人体においては、眼球の網膜上にある視細胞のうち、薄明視に重要な桿状体細胞において、桿体オプシン(蛋白質)とリシン残基を介して結合し、ロドプシンとなる。ビタミンAはロドプシンの発色団となる。ロドプシンは視色素と呼ばれる一群の物質の一つで、視細胞における、光による興奮(視興奮)の引き金機構として重要な物質である。
レチノイン酸は、ムコ多糖の生合成を促進して、細胞膜の抵抗性を増強するといわれている。
[編集] 構造
右端の-CH2OH(アルコール形)の部分が、-CHO ならばレチナール(アルデヒド形)、-COOH ならばレチノイン酸(カルボン酸形)である。左側にある環構造の左下の結合が二重結合になったものが3-デヒドロレチノールである。
[編集] 物性(レチノール)
- 分子量 286.46
- 紫外線吸収極大 325 nm
- 蛍光波長 励起325 nm 蛍光470 nm
- 水に不溶。
- 酸化を受けやすい。
- 乾燥、高温で壊れる。
- アルカリ条件下では比較的安定
- ビタミンEなどの抗酸化剤共存下では安定度を増す。
[編集] 一日の所要量
単位としては、国際単位(IU)を用いる。ビタミンAの国際単位はレチノール0.33 μg/mlを 1IU とする。β-カロテンの場合、生体内におけるレチノールへの変換の際の収率が質量比で 1/2 であり、また、消化吸収率がレチノールの 1/3 になるため、β-カロテン6 μgがレチノール1μgに相当する。なお、レチノール当量(RE)という表記もあり、この場合、1 IU = 0.33 μgREとなる。
- 0~1歳: 1,000 ~ 1,300 IU
- 1~5歳: 1,000 ~ 1,500 IU
- 6~8歳: 1,200 IU
- 9~14歳: 1,500 IU
- 成人男子: 2,000 IU
- 成人女子: 1,800 IU
- 授乳婦: 3,200 IU
- 許容上限摂取量: 成人で5,000 IU
100,000 IU 以上の摂取では過剰障害を起こすことがある。
なお、New England Journal of Medicine 誌(1995年11月23日発行)の報告では、妊娠前後でビタミンA所要量は増加せず、非妊娠時でも妊娠期でも、成人女性の所要量は1,800 IU とされる。そのため、他の栄養素と異なりビタミンAの所要量は増加しないので、妊婦では過剰摂取に特に留意が必要だ、という見解もある。
[編集] 多く含む食品
いずれも表記は100 gあたり。
- 肝油
- バター 有塩バターで1,600 IU
- 牛乳 120 IU
- チーズ プロセスチーズで850 IU
- 卵 鶏卵で460 IU
- 強化マーガリン ソフトタイプのJIS上級マーガリンで5,500 IU
- 緑黄色野菜 例として、ほうれん草生葉で、2,100 IU
- レバー 豚レバーで39,000 IU
- ウナギ 蒲焼で4,500 IU
日本人におけるビタミンAの供給源の構成は、緑黄色野菜50%、肉類15%、魚介・乳類10%、卵類10%。
[編集] 摂取時の注意
ビタミンAを簡単にとるには、ビタミンA前駆体のβ-カロテンを多く含む緑黄色野菜、例えばニンジン、ピーマン、ホウレンソウ、コマツナ、カボチャなどをとるとよい。

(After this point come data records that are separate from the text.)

//! Errors raised while configuring or driving a state machine.

use crate::core::Transition;
use std::fmt::Debug;
use thiserror::Error;

/// Error type returned by entry, exit, and internal transition actions.
///
/// Actions report failure with any boxed error; the machine wraps it in
/// [`FireError::Action`] together with the transition being executed.
pub type ActionError = Box<dyn std::error::Error + Send + Sync + 'static>;

/// Errors that can occur while declaring machine configuration.
#[derive(Debug, Error)]
pub enum ConfigurationError {
    #[error(
        "state '{state}' already has an always-matching behaviour for trigger '{trigger}'; \
         only guarded behaviours may coexist"
    )]
    AmbiguousBehaviour { state: String, trigger: String },

    #[error("parameters for trigger '{trigger}' have already been registered")]
    TriggerAlreadyParameterized { trigger: String },

    #[error("making '{state}' a substate of '{superstate}' would create a containment cycle")]
    SubstateCycle { state: String, superstate: String },

    #[error("state '{state}' is already a substate of '{current}' and cannot be re-parented to '{requested}'")]
    SuperstateConflict {
        state: String,
        current: String,
        requested: String,
    },
}

/// Errors that can occur when a trigger is fired.
#[derive(Debug, Error)]
pub enum FireError {
    #[error("no valid leaving transitions are permitted from state '{state}' for trigger '{trigger}'")]
    InvalidTransition { state: String, trigger: String },

    #[error("trigger '{trigger}' expects arguments ({expected}) but was fired with ({supplied})")]
    ArgumentMismatch {
        trigger: String,
        expected: String,
        supplied: String,
    },

    #[error("action failed while handling '{trigger}' from '{source}' to '{destination}': {error}")]
    Action {
        source: String,
        destination: String,
        trigger: String,
        #[source]
        error: ActionError,
    },
}

impl FireError {
    pub(crate) fn invalid_transition<S: Debug, T: Debug>(state: &S, trigger: &T) -> Self {
        FireError::InvalidTransition {
            state: format!("{state:?}"),
            trigger: format!("{trigger:?}"),
        }
    }

    pub(crate) fn action<S: Debug, T: Debug>(
        transition: &Transition<S, T>,
        error: ActionError,
    ) -> Self {
        FireError::Action {
            source: format!("{:?}", transition.source),
            destination: format!("{:?}", transition.destination),
            trigger: format!("{:?}", transition.trigger),
            error,
        }
    }
}
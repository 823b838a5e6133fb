//! Bug Tracker Workflow
//!
//! A bug moves between Open, Assigned, Deferred, and Closed. The example
//! wraps the machine in a domain type and demonstrates:
//! - A parameterized trigger carrying the assignee's name
//! - Trigger-filtered entry actions that receive the fired arguments
//! - A substate (Assigned inside Open) and reentrant reassignment
//! - Exit actions that notify the previous assignee
//!
//! Run with: cargo run --example bug_tracker

use parking_lot::Mutex;
use statecraft::{FireError, StateMachine, TriggerWithArgs};
use std::sync::Arc;

#[derive(Clone, PartialEq, Eq, Hash, Debug)]
enum BugState {
    Open,
    Assigned,
    Deferred,
    Closed,
}

#[derive(Clone, PartialEq, Eq, Hash, Debug)]
enum BugTrigger {
    Assign,
    Defer,
    Close,
}

struct Bug {
    title: String,
    machine: StateMachine<BugState, BugTrigger>,
    assign: TriggerWithArgs<BugTrigger, (String,)>,
    assignee: Arc<Mutex<Option<String>>>,
}

impl Bug {
    fn new(title: &str) -> Result<Self, Box<dyn std::error::Error>> {
        let mut machine = StateMachine::new(BugState::Open);
        let assign = machine.set_trigger_parameters::<(String,)>(BugTrigger::Assign)?;
        let assignee = Arc::new(Mutex::new(None));

        machine
            .configure(BugState::Open)
            .permit(BugTrigger::Assign, BugState::Assigned)?;

        let on_assigned = Arc::clone(&assignee);
        let on_deassigned = Arc::clone(&assignee);
        machine
            .configure(BugState::Assigned)
            .substate_of(BugState::Open)?
            .permit_reentry(BugTrigger::Assign)?
            .permit(BugTrigger::Defer, BugState::Deferred)?
            .permit(BugTrigger::Close, BugState::Closed)?
            .on_entry_from(&assign, move |_, args| {
                if let Some(name) = args.get::<String>(0) {
                    println!("  -> assigned to {name}");
                    *on_assigned.lock() = Some(name.clone());
                }
                Ok(())
            })
            .on_exit(move |_| {
                if let Some(previous) = on_deassigned.lock().take() {
                    println!("  -> {previous} notified that the bug was taken off their plate");
                }
                Ok(())
            });

        machine
            .configure(BugState::Deferred)
            .permit(BugTrigger::Assign, BugState::Assigned)?
            .on_entry(|_| {
                println!("  -> deferred, waiting for a volunteer");
                Ok(())
            });

        Ok(Self {
            title: title.to_string(),
            machine,
            assign,
            assignee,
        })
    }

    fn assign(&mut self, assignee: &str) -> Result<(), FireError> {
        self.machine
            .fire_with(&self.assign, (assignee.to_string(),))
    }

    fn defer(&mut self) -> Result<(), FireError> {
        self.machine.fire(BugTrigger::Defer)
    }

    fn close(&mut self) -> Result<(), FireError> {
        self.machine.fire(BugTrigger::Close)
    }

    fn state(&self) -> BugState {
        self.machine.state()
    }

    fn assignee(&self) -> Option<String> {
        self.assignee.lock().clone()
    }
}

fn main() -> Result<(), Box<dyn std::error::Error>> {
    println!("=== Bug Tracker Workflow ===\n");

    let mut bug = Bug::new("Incorrect stock count")?;
    println!("New bug: \"{}\"", bug.title);
    println!("State: {:?}\n", bug.state());

    println!("Assign to Joe:");
    bug.assign("Joe")?;
    println!(
        "State: {:?}, assignee: {:?}, still counts as Open: {}\n",
        bug.state(),
        bug.assignee(),
        bug.machine.is_in_state(&BugState::Open)
    );

    println!("Defer:");
    bug.defer()?;
    println!("State: {:?}, assignee: {:?}\n", bug.state(), bug.assignee());

    println!("Assign to Harry:");
    bug.assign("Harry")?;

    println!("Reassign to Fred:");
    bug.assign("Fred")?;
    println!("State: {:?}, assignee: {:?}\n", bug.state(), bug.assignee());

    println!("Close:");
    bug.close()?;
    println!("State: {:?}", bug.state());
    println!("{}\n", bug.machine);

    match bug.close() {
        Err(error) => println!("Closing again is rejected: {error}"),
        Ok(()) => println!("Unexpectedly closed twice"),
    }

    println!("\n=== Example Complete ===");
    Ok(())
}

ビタミンAは高温において酸化・分解を受けやすく、また、油脂に溶ける性質がある。「油を利用して調理したほうが摂取の効率がよいので、短時間で調理でき、たくさん野菜がとれるバター炒めは良い調理法」と広く知れ渡っている。
にんじんなどに関しては「植物が含むビタミンA前駆体のβ-カロテンは、油を使わずに単純に茹でた場合でも細胞中にもともとある脂質分と混ざり合って摂取効率をある程度高めることができる」との説もある(NHK「ためしてガッテン」2005年3月9日放送「にんじん!健康神話の大誤解」参照)。なお、一部の教育現場ではビタミンAの不足を防ぐために、緑黄色野菜の摂取を奨励しているが、実際には動物性食品である鶏卵、牛乳、レバーなどにも多く含まれている。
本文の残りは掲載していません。